Neither Jackson had their best night Friday. Chourio went 0-for-6 with three strikeouts while Holliday went 0-for-3 with three strikeouts. Chourio's season batting line sits at .244/.286/.400. Holliday is still searching for his first big-league hit.

Holliday, 20, only made his MLB debut on Wednesday. Chourio, also 20, broke camp with the big-league club after signing an historic eight-year contract worth $82 million over the offseason. (Coincidentally, they're just two of three notable MLB rookies named Jackson, alongside San Diego Padres outfielder Jackson Merrill.)

With that pivotal information out of the way, here are five other things to know about this weekend's series, including another compelling subplot involving the O's ace.

1. Both are very well-regarded prospects

Holliday entered the spring ranked by CBS Sports as the No. 1 prospect in the minors. We wrote at the time that he was a "precocious lefty-swinging shortstop with superstar potential." He's since moved to second base out of deference to Gunnar Henderson. Here's our full writeup:

Holliday should not be able to exceed expectations. He was the No. 1 pick in the 2022 draft, and his father Matt was a seven-time All-Star. He should be burdened with unobtainable forecasts. Yet Holliday has consistently bested the best-case scenario since his high school senior year. In his first full professional season, he blazed through three levels, closing out with an 18-game stint in Triple-A. There, he batted .267/.396/.400 with a 90 mph average exit velocity. He was 19 years old. All of Holliday's indicators, statistical and otherwise, are neon green. He has every tool and intangible necessary to become a star, even if he might require some time to upscale his power from the "gap" to the "over-the-fence" variety. (He needs to add more muscle and loft.) Given his demonstrated ability to overachieve, it would be foolish to bet against him making an impact at the big-league level in 2024. There is, in our estimation, simply no better prospect in the minor leagues.

As for Chourio, he was ranked No. 7. We summed up his game by writing that he was a "legit center fielder with big-time homer-steal potential." Chourio, like Holliday, has shifted positions out of deference to another player. To date, he's only played in right. Here is our complete writeup of him:

Chourio, the breakout star of the 2022 minor-league season, is a dynamic talent. He's the rare player who can launch opposite-field home runs with regularity, as well as put infielders in a blender on would-be routine grounders. (There was a game in late April against the Angels' Double-A affiliate where he recorded infield singles to the shortstop and the third baseman in consecutive frames.) Some evaluators have expressed hit-tool concerns generated by his aggressive approach. It's a fair consideration, but Chourio has earned the benefit of the doubt by holding his own in the upper minors at such a young age. If everything clicks, he'll provide the Brewers with their fifth 30/30 season. And their sixth, their seventh, their eighth, and so on.
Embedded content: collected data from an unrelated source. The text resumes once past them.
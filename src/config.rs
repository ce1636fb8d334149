//! Bootstrap configuration.
use crate::{ApplicationIdentity, DebugMessengerFilter};

/// Whether validation layers and the debug messenger are enabled by
/// default: on in debug builds, off in release builds.
pub const DIAGNOSTICS_ENABLED: bool = cfg!(debug_assertions);

/// Everything [`VulkanContext::new`](crate::VulkanContext::new) needs to
/// know besides the window system extensions.
#[derive(Debug, Clone, PartialEq, Eq)]
pub struct BootstrapConfig {
    /// Enable the validation layer and the debug messenger.
    pub diagnostics_enabled: bool,
    /// Name and versions advertised to the runtime.
    pub identity: ApplicationIdentity,
    /// Filter used for both the bootstrap and the persistent messenger.
    pub debug_filter: DebugMessengerFilter,
}

impl Default for BootstrapConfig {
    fn default() -> Self {
        BootstrapConfig {
            diagnostics_enabled: DIAGNOSTICS_ENABLED,
            identity: ApplicationIdentity::default(),
            debug_filter: DebugMessengerFilter::default(),
        }
    }
}

impl BootstrapConfig {
    /// Enable or disable diagnostics.
    #[inline]
    pub fn diagnostics(mut self, diagnostics_enabled: bool) -> Self {
        self.diagnostics_enabled = diagnostics_enabled;
        self
    }

    /// Name and versions to advertise.
    #[inline]
    pub fn identity(mut self, identity: ApplicationIdentity) -> Self {
        self.identity = identity;
        self
    }

    /// Filter for debug messages.
    #[inline]
    pub fn debug_filter(mut self, debug_filter: DebugMessengerFilter) -> Self {
        self.debug_filter = debug_filter;
        self
    }
}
You can check out CBS Sports' whole preseason top-50 prospect list here.

2. Holliday seeking first MLB hit

As noted in the introduction, Holliday only debuted on Wednesday. He's since gone hitless over his first eight at-bats, striking out four times along the way.

Something tells us that Holliday will pick up his first hit soon enough. Mind you, Holliday had been on a white-hot tear in Triple-A. He hit .333/.482/.595 with two home runs and four more walks than strikeouts in 10 games. 

Additionally, 15 of Holliday's 34 balls in play had exit velocities exceeding 100 mph. The league-average mark for batted balls over 95 mph is usually around 40%.

The Brewers are expected to start Freddy Peralta, DL Hall and Colin Rea this weekend. Peralta and Rea are each right-handed pitchers.

3. Chourio has produced

While Holliday is in search of his first knock, Chourio has already recorded 11 over his first 39 big-league at-bats. As a result, he's hitting .282/.326/.462 (119 OPS+) with two home runs and two stolen bases.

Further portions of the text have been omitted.